A still unsolved problem is how to manage outbreaks of K. kingae infection, but it has been suggested that prophylactic antibacterial drugs can be administered to prevent further cases of disease. As it has been found that rifampin, which is particularly active against K. kingae, is secreted in saliva and reaches high concentrations in the upper respiratory tract mucosa, and has been effective in eradicating other invasive pharyngeal colonisers such as Haemophilus influenzae type b and Neisseria meningitidis, it has been suggested that it should be given at a dose of 10 mg/kg twice daily for two days, alone or in combination with amoxicillin 80 mg/kg/day for two or four days [1, 21]. However, the systematic use of rifampin prophylaxis remains a subject of debate because the results have not always been satisfactory as eradication of K. kingae was achieved in only some of the treated children or new colonisation by the same strain was observed some weeks later [22]. This was not because of bacterial resistance, but appeared at least partially due to poor compliance.
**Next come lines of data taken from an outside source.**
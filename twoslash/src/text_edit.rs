use serde::{Deserialize, Serialize};

use crate::span::Span;

/// A single text edit in byte offsets.
#[derive(Debug, Clone, PartialEq, Eq, Serialize, Deserialize)]
pub struct TextEdit {
    pub range: Span,
    pub new_text: String,
}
Furthermore, the use of antibiotic prophylaxis is supported by the fact that no further cases of invasive K. kingae disease were diagnosed in the affected day care centres even when a few children continue to be colonised by the invasive K. kingae strain [22]. Nevertheless, detecting an outbreak of K. kingae infection is still difficult, mainly because of the low rate of K. kingae testing. It has been suggested that an algorithm for investigating and managing clusters of invasive K. kingae infections in day care centres would be useful [9], but the many controversial areas of intervention and the inclusion of genetic analyses to guide management make its use particularly difficult in geographic areas where appropriate laboratory facilities are not available.